TASK: Character for character, give back every line below.

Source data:
──────────

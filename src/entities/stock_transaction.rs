use async_trait::async_trait;
use chrono::{DateTime, Utc};
use rust_decimal::Decimal;
use sea_orm::entity::prelude::*;
use sea_orm::{ActiveValue, Set};
use serde::{Deserialize, Serialize};

use super::Currency;

/// Direction of a stock movement.
#[derive(Debug, Clone, Copy, PartialEq, Eq, EnumIter, DeriveActiveEnum, Serialize, Deserialize)]
#[sea_orm(rs_type = "String", db_type = "String(StringLen::N(32))")]
pub enum TransactionType {
    #[sea_orm(string_value = "Stock In")]
    #[serde(rename = "Stock In")]
    StockIn,
    #[sea_orm(string_value = "Stock Out")]
    #[serde(rename = "Stock Out")]
    StockOut,
    #[sea_orm(string_value = "Adjustment")]
    Adjustment,
}

/// Business reason attached to a stock movement.
#[derive(Debug, Clone, Copy, PartialEq, Eq, EnumIter, DeriveActiveEnum, Serialize, Deserialize)]
#[sea_orm(rs_type = "String", db_type = "String(StringLen::N(32))")]
pub enum StockChangeReason {
    #[sea_orm(string_value = "Sold to Customer")]
    #[serde(rename = "Sold to Customer")]
    SoldToCustomer,
    #[sea_orm(string_value = "Installed to Client")]
    #[serde(rename = "Installed to Client")]
    InstalledToClient,
    #[sea_orm(string_value = "Damaged")]
    Damaged,
    #[sea_orm(string_value = "Returned")]
    Returned,
    #[sea_orm(string_value = "Stock Adjustment")]
    #[serde(rename = "Stock Adjustment")]
    Adjustment,
}

/// Append-only audit log of every stock movement. Rows are never updated or
/// deleted; for each item the sum of `quantity` equals the stored quantity on
/// the inventory row (ledger reconciliation invariant).
#[derive(Clone, Debug, PartialEq, Eq, DeriveEntityModel, Serialize, Deserialize)]
#[sea_orm(table_name = "stock_transactions")]
pub struct Model {
    #[sea_orm(primary_key)]
    pub id: i32,
    pub inventory_id: i32,
    pub transaction_type: TransactionType,
    /// Signed delta: positive for inbound, negative for outbound.
    pub quantity: i32,
    pub unit_price: Option<Decimal>,
    pub total_value: Option<Decimal>,
    pub currency: Currency,
    pub reason: Option<StockChangeReason>,
    /// Entity this movement is attributed to (e.g. an invoice id).
    pub reference_id: Option<i32>,
    pub reference_type: Option<String>,
    pub customer_name: Option<String>,
    #[sea_orm(column_type = "Text", nullable)]
    pub notes: Option<String>,
    pub created_by: Option<String>,
    pub created_at: DateTime<Utc>,
}

#[derive(Copy, Clone, Debug, EnumIter, DeriveRelation)]
pub enum Relation {
    #[sea_orm(
        belongs_to = "super::inventory_item::Entity",
        from = "Column::InventoryId",
        to = "super::inventory_item::Column::Id"
    )]
    Inventory,
}

impl Related<super::inventory_item::Entity> for Entity {
    fn to() -> RelationDef {
        Relation::Inventory.def()
    }
}

#[async_trait]
impl ActiveModelBehavior for ActiveModel {
    async fn before_save<C: ConnectionTrait>(self, _db: &C, _insert: bool) -> Result<Self, DbErr>
    where
        C: ConnectionTrait,
    {
        let mut active_model = self;
        if let ActiveValue::NotSet = active_model.created_at {
            active_model.created_at = Set(Utc::now());
        }
        Ok(active_model)
    }
}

──────────

EXPECTED OUTPUT:
filename src/entities/stock_transaction.rs
use async_trait::async_trait;
use chrono::{DateTime, Utc};
use rust_decimal::Decimal;
use sea_orm::entity::prelude::*;
use sea_orm::{ActiveValue, Set};
use serde::{Deserialize, Serialize};

use super::Currency;

/// Direction of a stock movement.
#[derive(Debug, Clone, Copy, PartialEq, Eq, EnumIter, DeriveActiveEnum, Serialize, Deserialize)]
#[sea_orm(rs_type = "String", db_type = "String(StringLen::N(32))")]
pub enum TransactionType {
    #[sea_orm(string_value = "Stock In")]
    #[serde(rename = "Stock In")]
    StockIn,
    #[sea_orm(string_value = "Stock Out")]
    #[serde(rename = "Stock Out")]
    StockOut,
    #[sea_orm(string_value = "Adjustment")]
    Adjustment,
}

/// Business reason attached to a stock movement.
#[derive(Debug, Clone, Copy, PartialEq, Eq, EnumIter, DeriveActiveEnum, Serialize, Deserialize)]
#[sea_orm(rs_type = "String", db_type = "String(StringLen::N(32))")]
pub enum StockChangeReason {
    #[sea_orm(string_value = "Sold to Customer")]
    #[serde(rename = "Sold to Customer")]
    SoldToCustomer,
    #[sea_orm(string_value = "Installed to Client")]
    #[serde(rename = "Installed to Client")]
    InstalledToClient,
    #[sea_orm(string_value = "Damaged")]
    Damaged,
    #[sea_orm(string_value = "Returned")]
    Returned,
    #[sea_orm(string_value = "Stock Adjustment")]
    #[serde(rename = "Stock Adjustment")]
    Adjustment,
}

/// Append-only audit log of every stock movement. Rows are never updated or
/// deleted; for each item the sum of `quantity` equals the stored quantity on
/// the inventory row (ledger reconciliation invariant).
#[derive(Clone, Debug, PartialEq, Eq, DeriveEntityModel, Serialize, Deserialize)]
#[sea_orm(table_name = "stock_transactions")]
pub struct Model {
    #[sea_orm(primary_key)]
    pub id: i32,
    pub inventory_id: i32,
    pub transaction_type: TransactionType,
    /// Signed delta: positive for inbound, negative for outbound.
    pub quantity: i32,
    pub unit_price: Option<Decimal>,
    pub total_value: Option<Decimal>,
    pub currency: Currency,
    pub reason: Option<StockChangeReason>,
    /// Entity this movement is attributed to (e.g. an invoice id).
    pub reference_id: Option<i32>,
    pub reference_type: Option<String>,
    pub customer_name: Option<String>,
    #[sea_orm(column_type = "Text", nullable)]
    pub notes: Option<String>,
    pub created_by: Option<String>,
    pub created_at: DateTime<Utc>,
}

#[derive(Copy, Clone, Debug, EnumIter, DeriveRelation)]
pub enum Relation {
    #[sea_orm(
        belongs_to = "super::inventory_item::Entity",
        from = "Column::InventoryId",
        to = "super::inventory_item::Column::Id"
    )]
    Inventory,
}

impl Related<super::inventory_item::Entity> for Entity {
    fn to() -> RelationDef {
        Relation::Inventory.def()
    }
}

#[async_trait]
impl ActiveModelBehavior for ActiveModel {
    async fn before_save<C: ConnectionTrait>(self, _db: &C, _insert: bool) -> Result<Self, DbErr>
    where
        C: ConnectionTrait,
    {
        let mut active_model = self;
        if let ActiveValue::NotSet = active_model.created_at {
            active_model.created_at = Set(Utc::now());
        }
        Ok(active_model)
    }
}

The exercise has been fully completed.